_Task to complete_. Of the entries below, return exactly those lines that fall between the one containing "pub fn show(ctx: &egui::Context, state: &mut" and the one containing "ui.set_height(56.0);", the two end lines included.

_Records provided_.
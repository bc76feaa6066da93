use eframe::egui;
use std::time::Instant;

use crate::status::Tone;
use crate::types::Tab;
use crate::ui::panels::folders;
use crate::ui::{GuiState, dialogs};

/// Render the bottom bar: status banner or folder summary, plus the tab's action button.
pub fn show(ctx: &egui::Context, state: &mut GuiState) {
    if state.tab == Tab::MakeIcon && state.status.current().is_none() {
        return;
    }
    egui::TopBottomPanel::bottom("bottom_status")
        .resizable(false)
        .show(ctx, |ui| {
            ui.horizontal(|ui| {
                ui.set_height(56.0);
                if let Some(banner) = state.status.current() {
                    let color = match banner.tone {
                        Tone::Success => ui.visuals().selection.bg_fill,
                        Tone::Failure => egui::Color32::from_rgb(200, 70, 70),
                    };
                    ui.label(egui::RichText::new(&banner.text).color(color));
                } else if !state.session.folders.is_empty() {
                    if ui.small_button("✕").on_hover_text("Clear selection").clicked() {
                        state.session.clear_folders();
                    }
                    ui.add(
                        egui::Label::new(
                            egui::RichText::new(folders::summary(&state.session.folders)).weak(),
                        )
                        .truncate(),
                    );
                }

                ui.with_layout(egui::Layout::right_to_left(egui::Align::Center), |ui| {
                    let size = egui::vec2(120.0, 40.0);
                    match state.tab {
                        Tab::Customize => {
                            let apply = egui::Button::new(egui::RichText::new("Apply").strong())
                                .min_size(size);
                            if ui.add_enabled(state.session.can_apply(), apply).clicked() {
                                state.apply_icon_to_folders(Instant::now());
                            }
                        }
                        Tab::Reset => {
                            let reset = egui::Button::new(egui::RichText::new("Reset All").strong())
                                .min_size(size);
                            if ui.add(reset).clicked() {
                                state.request_reset_all(|| dialogs::pick_directories(true));
                            }
                        }
                        Tab::MakeIcon => {}
                    }
                });
            });
        });
}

_Worked solution_.
pub fn show(ctx: &egui::Context, state: &mut GuiState) {
    if state.tab == Tab::MakeIcon && state.status.current().is_none() {
        return;
    }
    egui::TopBottomPanel::bottom("bottom_status")
        .resizable(false)
        .show(ctx, |ui| {
            ui.horizontal(|ui| {
                ui.set_height(56.0);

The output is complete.